Mutant EGFR (mEGFR) is a key driver of a subset of lung adenocarcinoma that is targetable by specific inhibitors; however, responses are transient, and patients almost always relapse, thus necessitating a deep understanding of the mechanisms involved in the action of mEGFR. Our studies are leading to the discovery of rewiring of EGFR signaling in mEGFR with a pivotal role played by protein kinase C (PKC). We find that patients with tumors having mEGFR often show a selection for very high levels of PKC, and these patients have substantially worse prognosis, further underscoring the need to study PKC. We find that this enhanced expression of PKC results in its sustained activation which then results in the activation of Akt, mTOR, and other downstream targets. This proposal will focus on developing and testing the hypothesis that cancers with mEGFR require independent selection for high expression and sustained activation of PKC which then plays a key role in allowing oncogenic signaling and growth by mEGFR. We will pursue the following specific aims: Aim 1. Define the sustained activation of PKC in response to mEGFR and the role of PKC in mediating key signaling functions of mEGFR and elucidate key mechanisms. We will establish the activation of PKC and define its roles in mediating the activation of Akt and mTOR in mEGFR cells and determine if and how the induction of cPKC switches signaling downstream of mEGFR. We will also define the mechanisms involved. Aim 2. Define the role of PKC in mediating oncogenic responses to mEGFR. Here will evaluate the hypothesis that hyper-activation of PKC in mEGFR lung cancers mediates critical oncogenic properties in cells and in vivo. Taken together, these results are beginning to define a novel coordinated pathway of oncogenesis in those cancers that become addicted to the PKC pathway. Moreover, these novel results may constitute a paradigm shift in our understanding of mechanisms regulating PKC and its significance to cancer biology and therapeutics, especially in preventing emergence of resistance to EGFR inhibitors.

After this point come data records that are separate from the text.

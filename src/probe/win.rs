use anyhow::{Result, anyhow};
use tracing::error;
use windows::{
    Win32::{
        Foundation::{BOOL, CloseHandle, HANDLE},
        System::Threading::{
            OpenProcess, PROCESS_NAME_WIN32, PROCESS_QUERY_LIMITED_INFORMATION,
            QueryFullProcessImageNameW,
        },
        UI::WindowsAndMessaging::{GetForegroundWindow, GetWindowThreadProcessId},
    },
    core::PWSTR,
};

use super::{AppIdentity, ForegroundProbe};

#[tracing::instrument]
fn foreground_executable() -> Result<String> {
    let window = unsafe { GetForegroundWindow() };
    if window.is_invalid() {
        return Err(anyhow!("No focused window"));
    }

    let mut id = 0u32;
    unsafe { GetWindowThreadProcessId(window, Some(&mut id)) };
    if id == 0 {
        let cause = windows::core::Error::from_win32();
        return Err(anyhow!("Failed to resolve the focused window's process: {cause}"));
    }

    let process_handle =
        unsafe { OpenProcess(PROCESS_QUERY_LIMITED_INFORMATION, BOOL::from(false), id) }
            .inspect_err(|e| error!("Failed to open process {id} {e:?}"))?;

    let mut text: [u16; 4096] = [0; 4096];
    let path = unsafe { process_image_path(process_handle, &mut text) };

    unsafe { CloseHandle(process_handle) }
        .inspect_err(|e| error!("Failed to close handle {e:?}"))?;
    path
}

unsafe fn process_image_path(process_handle: HANDLE, text: &mut [u16]) -> Result<String> {
    unsafe {
        let mut length = text.len() as u32;
        QueryFullProcessImageNameW(
            process_handle,
            PROCESS_NAME_WIN32,
            PWSTR(text.as_mut_ptr()),
            &mut length,
        )?;
        Ok(String::from_utf16_lossy(&text[..length as usize]))
    }
}

#[derive(Default)]
pub struct WindowsProbe {}

impl WindowsProbe {
    pub fn new() -> Self {
        Self {}
    }
}

impl ForegroundProbe for WindowsProbe {
    fn probe(&mut self) -> Result<AppIdentity> {
        foreground_executable()
            .map(|path| AppIdentity::from_executable(&path))
            .inspect_err(|e| error!("Failed to probe foreground application {e:?}"))
    }
}
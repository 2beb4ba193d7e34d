use std::{future::Future, sync::Arc, time::Duration};

use tokio_util::sync::CancellationToken;
use tokio::time::Instant;
use tracing::{debug, error, info, warn};

use crate::{error::TrackingError, utils::clock::Clock};

pub const MIN_TRACKING_INTERVAL: Duration = Duration::from_secs(1);
pub const DEFAULT_TRACKING_INTERVAL: Duration = Duration::from_secs(5);
pub const MAX_TRACKING_INTERVAL: Duration = Duration::from_secs(24 * 60 * 60);

/// Checks a requested polling interval.
pub fn validate_interval(seconds: f64) -> Result<Duration, TrackingError> {
    if !seconds.is_finite() || seconds <= 0. {
        return Err(TrackingError::Config(format!(
            "tracking interval must be a positive number of seconds, got {seconds}"
        )));
    }
    if seconds > MAX_TRACKING_INTERVAL.as_secs_f64() {
        return Err(TrackingError::Config(format!(
            "tracking interval {seconds}s is above the {}s maximum",
            MAX_TRACKING_INTERVAL.as_secs()
        )));
    }
    let interval = Duration::try_from_secs_f64(seconds)
        .map_err(|e| TrackingError::Config(format!("tracking interval {seconds}s: {e}")))?;
    if interval < MIN_TRACKING_INTERVAL {
        return Err(TrackingError::Config(format!(
            "tracking interval {seconds}s is below the {}s minimum",
            MIN_TRACKING_INTERVAL.as_secs()
        )));
    }
    Ok(interval)
}

/// Like [validate_interval] but never fails: out of range values are clamped into
/// `MIN_TRACKING_INTERVAL..=MAX_TRACKING_INTERVAL` and values that aren't numbers at all fall
/// back to the default.
pub fn clamp_interval(seconds: f64) -> Duration {
    validate_interval(seconds).unwrap_or_else(|e| {
        let interval = if !seconds.is_finite() {
            DEFAULT_TRACKING_INTERVAL
        } else if seconds > MAX_TRACKING_INTERVAL.as_secs_f64() {
            MAX_TRACKING_INTERVAL
        } else {
            MIN_TRACKING_INTERVAL
        };
        warn!("{e}, using {}s instead", interval.as_secs_f64());
        interval
    })
}

/// Drives the tracking ticks. Tick `n` is due at `anchor + n * interval`, so time spent inside
/// a tick never shifts the following ones.
pub struct PollScheduler {
    interval: Duration,
    shutdown: CancellationToken,
    clock: Arc<dyn Clock>,
}

impl PollScheduler {
    pub fn new(interval: Duration, shutdown: CancellationToken, clock: Arc<dyn Clock>) -> Self {
        Self {
            interval: interval.clamp(MIN_TRACKING_INTERVAL, MAX_TRACKING_INTERVAL),
            shutdown,
            clock,
        }
    }

    pub fn interval(&self) -> Duration {
        self.interval
    }

    /// When tick `tick` is due, or `None` if that lies beyond what an [Instant] can hold.
    fn due(&self, anchor: Instant, tick: u32) -> Option<Instant> {
        self.interval
            .checked_mul(tick)
            .and_then(|offset| anchor.checked_add(offset))
    }

    /// Runs ticks until the shutdown token is cancelled. A tick in progress always runs to
    /// completion, cancellation is only observed between ticks.
    pub async fn run<F, Fut>(self, mut on_tick: F)
    where
        F: FnMut() -> Fut,
        Fut: Future<Output = ()>,
    {
        let anchor = self.clock.instant();
        let mut tick: u32 = 0;
        info!("Tracking every {:?}", self.interval);

        loop {
            if self.shutdown.is_cancelled() {
                break;
            }
            on_tick().await;

            tick = tick.saturating_add(1);
            let now = self.clock.instant();
            let mut due = self.due(anchor, tick);
            if due.is_some_and(|v| v <= now) {
                let behind = now.duration_since(anchor).as_nanos() / self.interval.as_nanos();
                let next = u32::try_from(behind + 1).unwrap_or(u32::MAX);
                warn!(
                    "Tick overran its slot, skipping {} tick(s)",
                    next.saturating_sub(tick)
                );
                tick = next;
                due = self.due(anchor, tick);
            }

            let Some(due) = due else {
                error!("Tick {tick} can't be scheduled, waiting for the session to stop");
                self.shutdown.cancelled().await;
                break;
            };

            tokio::select! {
                // The in-flight tick has finished by now, so stopping here never loses its
                // update.
                _ = self.shutdown.cancelled() => break,
                _ = self.clock.sleep_until(due) => ()
            }
        }
        debug!("Tracking loop stopped after {tick} tick(s)");
    }
}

突变的EGFR(MEGFR)是肺腺癌亚群的关键驱动因素，可通过特异性靶向作用 抑制剂；然而，反应是短暂的，患者几乎总是复发，因此有必要进行深部治疗。 了解mEGFR的作用机制。我们的研究正在导致发现 在蛋白激酶C(PKC)起关键作用的情况下，mEGFR中的EGFR信号重新连接。我们发现，患者 患有mEGFR的肿瘤通常表现出对非常高水平的PKC的选择，这些患者 更糟糕的预后，进一步强调了研究PKC的必要性。我们发现这增强了 PKC的表达导致其持续激活，进而导致Akt、mTOR和其他 下游目标。这项提案将侧重于开发和测试癌症与癌症 MEGFR需要独立选择才能高表达和持续激活PKC，然后发挥一种 MEGFR在致癌信号和生长中的关键作用。我们将追求以下具体目标：目标 1.明确pkc在mEGFR反应中的持续激活以及pkc在调节Key中的作用 并阐明了mEGFR的信号转导功能和关键机制。我们将建立PKC的激活和 明确其在介导mEGFR细胞Akt和mTOR激活中的作用，并确定是否以及如何 CPKC的诱导与mEGFR下游的信号交换有关。我们还将定义所涉及的机制。 目的2.明确PKC在介导mEGFR致癌反应中的作用。在这里我们将评估 PKc在mEGFR肺癌中过度激活在细胞中介导关键致癌特性的假说 在活体内。综上所述，这些结果开始定义一种新的肿瘤发生的协调途径 在那些对PKC途径上瘾的癌症中。此外，这些新颖的结果可能构成一种 我们对PKC调控机制的理解的范式转变及其对癌症生物学和 治疗学，特别是在防止出现对EGFR抑制剂的耐药性方面。